- **TASK ITEM**:
Render every entry verbatim.

━━━━

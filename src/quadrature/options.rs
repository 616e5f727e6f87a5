//! Launch configuration for the π estimators.
//!
//! The binaries take no arguments; the worker count and step count come
//! from the launcher through [`NUM_PROCS_ENV`] and [`NUM_STEPS_ENV`].
use crate::quadrature::errors::{QuadratureError, QuadratureResult};

/// Number of workers (threads or ranks).
pub const NUM_PROCS_ENV: &str = "PI_NUM_PROCS";

/// Number of midpoint-rule steps.
pub const NUM_STEPS_ENV: &str = "PI_NUM_STEPS";

pub const DEFAULT_NUM_STEPS: u64 = 100_000_000;

/// Validated step and worker counts.
#[derive(Debug, Clone, Copy, PartialEq, Eq)]
pub struct QuadratureOptions {
    pub num_steps: u64,
    pub num_procs: usize,
}

impl QuadratureOptions {
    /// # Errors
    /// `ZeroSteps` or `ZeroWorkers`.
    pub fn new(num_steps: u64, num_procs: usize) -> QuadratureResult<Self> {
        if num_steps == 0 {
            return Err(QuadratureError::ZeroSteps);
        }
        if num_procs == 0 {
            return Err(QuadratureError::ZeroWorkers);
        }
        Ok(Self { num_steps, num_procs })
    }

    /// Read [`NUM_PROCS_ENV`] and [`NUM_STEPS_ENV`], falling back to the
    /// defaults for unset variables.
    ///
    /// # Errors
    /// `InvalidEnv` when a variable is set but is not a positive integer.
    pub fn from_env() -> QuadratureResult<Self> {
        Self::from_lookup(|var| std::env::var(var).ok())
    }

    /// Same as [`from_env`](Self::from_env) with an arbitrary lookup.
    pub fn from_lookup<L: Fn(&'static str) -> Option<String>>(lookup: L) -> QuadratureResult<Self> {
        let defaults = Self::default();
        let num_steps = match lookup(NUM_STEPS_ENV) {
            Some(raw) => parse_positive(NUM_STEPS_ENV, &raw)?,
            None => defaults.num_steps,
        };
        let num_procs = match lookup(NUM_PROCS_ENV) {
            Some(raw) => parse_positive::<usize>(NUM_PROCS_ENV, &raw)?,
            None => defaults.num_procs,
        };
        Self::new(num_steps, num_procs)
    }

    /// Width of one integration step.
    pub fn step(&self) -> f64 {
        1.0 / self.num_steps as f64
    }
}

impl Default for QuadratureOptions {
    fn default() -> Self {
        let num_procs = std::thread::available_parallelism().map(|n| n.get()).unwrap_or(1);
        Self { num_steps: DEFAULT_NUM_STEPS, num_procs }
    }
}

fn parse_positive<T>(var: &'static str, raw: &str) -> QuadratureResult<T>
where
    T: std::str::FromStr + PartialOrd + Default,
{
    match raw.trim().parse::<T>() {
        Ok(v) if v > T::default() => Ok(v),
        _ => Err(QuadratureError::InvalidEnv { var, value: raw.to_string() }),
    }
}

#[cfg(test)]
mod tests {
    use super::*;

    #[test]
    // Purpose
    // -------
    // Unset variables fall back to the defaults; set ones are parsed.
    //
    // Given
    // -----
    // - A lookup with only `PI_NUM_PROCS = " 4 "`.
    //
    // Expect
    // ------
    // - 4 workers and the default step count.
    fn from_lookup_parses_and_defaults() {
        // Act
        let opts = QuadratureOptions::from_lookup(|var| {
            (var == NUM_PROCS_ENV).then(|| " 4 ".to_string())
        })
        .expect("valid lookup");

        // Assert
        assert_eq!(opts.num_procs, 4);
        assert_eq!(opts.num_steps, DEFAULT_NUM_STEPS);
    }

    #[test]
    // Purpose
    // -------
    // Zero and non-numeric values are rejected with the variable name.
    //
    // Given
    // -----
    // - `PI_NUM_STEPS = "0"` and `PI_NUM_PROCS = "many"`.
    //
    // Expect
    // ------
    // - `InvalidEnv` naming each variable.
    fn from_lookup_rejects_invalid_values() {
        // Act
        let zero_steps = QuadratureOptions::from_lookup(|var| {
            (var == NUM_STEPS_ENV).then(|| "0".to_string())
        });
        let bad_procs = QuadratureOptions::from_lookup(|var| {
            (var == NUM_PROCS_ENV).then(|| "many".to_string())
        });

        // Assert
        assert!(matches!(zero_steps, Err(QuadratureError::InvalidEnv { var: NUM_STEPS_ENV, .. })));
        assert!(matches!(bad_procs, Err(QuadratureError::InvalidEnv { var: NUM_PROCS_ENV, .. })));
    }

    #[test]
    // Purpose
    // -------
    // `new` refuses empty configurations.
    //
    // Given
    // -----
    // - Zero steps, then zero workers.
    //
    // Expect
    // ------
    // - `ZeroSteps`, `ZeroWorkers`.
    fn new_rejects_zero_counts() {
        // Act / Assert
        assert_eq!(QuadratureOptions::new(0, 1), Err(QuadratureError::ZeroSteps));
        assert_eq!(QuadratureOptions::new(10, 0), Err(QuadratureError::ZeroWorkers));
        assert_eq!(QuadratureOptions::new(10, 2).expect("valid").step(), 0.1);
    }
}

━━━━

- **RESPONSE TO THE TASK**:
filename src/quadrature/options.rs
repository 616e5f727e6f87a5
//! Launch configuration for the π estimators.
//!
//! The binaries take no arguments; the worker count and step count come
//! from the launcher through [`NUM_PROCS_ENV`] and [`NUM_STEPS_ENV`].
use crate::quadrature::errors::{QuadratureError, QuadratureResult};

/// Number of workers (threads or ranks).
pub const NUM_PROCS_ENV: &str = "PI_NUM_PROCS";

/// Number of midpoint-rule steps.
pub const NUM_STEPS_ENV: &str = "PI_NUM_STEPS";

pub const DEFAULT_NUM_STEPS: u64 = 100_000_000;

/// Validated step and worker counts.
#[derive(Debug, Clone, Copy, PartialEq, Eq)]
pub struct QuadratureOptions {
    pub num_steps: u64,
    pub num_procs: usize,
}

impl QuadratureOptions {
    /// # Errors
    /// `ZeroSteps` or `ZeroWorkers`.
    pub fn new(num_steps: u64, num_procs: usize) -> QuadratureResult<Self> {
        if num_steps == 0 {
            return Err(QuadratureError::ZeroSteps);
        }
        if num_procs == 0 {
            return Err(QuadratureError::ZeroWorkers);
        }
        Ok(Self { num_steps, num_procs })
    }

    /// Read [`NUM_PROCS_ENV`] and [`NUM_STEPS_ENV`], falling back to the
    /// defaults for unset variables.
    ///
    /// # Errors
    /// `InvalidEnv` when a variable is set but is not a positive integer.
    pub fn from_env() -> QuadratureResult<Self> {
        Self::from_lookup(|var| std::env::var(var).ok())
    }

    /// Same as [`from_env`](Self::from_env) with an arbitrary lookup.
    pub fn from_lookup<L: Fn(&'static str) -> Option<String>>(lookup: L) -> QuadratureResult<Self> {
        let defaults = Self::default();
        let num_steps = match lookup(NUM_STEPS_ENV) {
            Some(raw) => parse_positive(NUM_STEPS_ENV, &raw)?,
            None => defaults.num_steps,
        };
        let num_procs = match lookup(NUM_PROCS_ENV) {
            Some(raw) => parse_positive::<usize>(NUM_PROCS_ENV, &raw)?,
            None => defaults.num_procs,
        };
        Self::new(num_steps, num_procs)
    }

    /// Width of one integration step.
    pub fn step(&self) -> f64 {
        1.0 / self.num_steps as f64
    }
}

impl Default for QuadratureOptions {
    fn default() -> Self {
        let num_procs = std::thread::available_parallelism().map(|n| n.get()).unwrap_or(1);
        Self { num_steps: DEFAULT_NUM_STEPS, num_procs }
    }
}

fn parse_positive<T>(var: &'static str, raw: &str) -> QuadratureResult<T>
where
    T: std::str::FromStr + PartialOrd + Default,
{
    match raw.trim().parse::<T>() {
        Ok(v) if v > T::default() => Ok(v),
        _ => Err(QuadratureError::InvalidEnv { var, value: raw.to_string() }),
    }
}

#[cfg(test)]
mod tests {
    use super::*;

    #[test]
    // Purpose
    // -------
    // Unset variables fall back to the defaults; set ones are parsed.
    //
    // Given
    // -----
    // - A lookup with only `PI_NUM_PROCS = " 4 "`.
    //
    // Expect
    // ------
    // - 4 workers and the default step count.
    fn from_lookup_parses_and_defaults() {
        // Act
        let opts = QuadratureOptions::from_lookup(|var| {
            (var == NUM_PROCS_ENV).then(|| " 4 ".to_string())
        })
        .expect("valid lookup");

        // Assert
        assert_eq!(opts.num_procs, 4);
        assert_eq!(opts.num_steps, DEFAULT_NUM_STEPS);
    }

    #[test]
    // Purpose
    // -------
    // Zero and non-numeric values are rejected with the variable name.
    //
    // Given
    // -----
    // - `PI_NUM_STEPS = "0"` and `PI_NUM_PROCS = "many"`.
    //
    // Expect
    // ------
    // - `InvalidEnv` naming each variable.
    fn from_lookup_rejects_invalid_values() {
        // Act
        let zero_steps = QuadratureOptions::from_lookup(|var| {
            (var == NUM_STEPS_ENV).then(|| "0".to_string())
        });
        let bad_procs = QuadratureOptions::from_lookup(|var| {
            (var == NUM_PROCS_ENV).then(|| "many".to_string())
        });

        // Assert
        assert!(matches!(zero_steps, Err(QuadratureError::InvalidEnv { var: NUM_STEPS_ENV, .. })));
        assert!(matches!(bad_procs, Err(QuadratureError::InvalidEnv { var: NUM_PROCS_ENV, .. })));
    }

    #[test]
    // Purpose
    // -------
    // `new` refuses empty configurations.
    //
    // Given
    // -----
    // - Zero steps, then zero workers.
    //
    // Expect
    // ------
    // - `ZeroSteps`, `ZeroWorkers`.
    fn new_rejects_zero_counts() {
        // Act / Assert
        assert_eq!(QuadratureOptions::new(0, 1), Err(QuadratureError::ZeroSteps));
        assert_eq!(QuadratureOptions::new(10, 0), Err(QuadratureError::ZeroWorkers));
        assert_eq!(QuadratureOptions::new(10, 2).expect("valid").step(), 0.1);
    }
}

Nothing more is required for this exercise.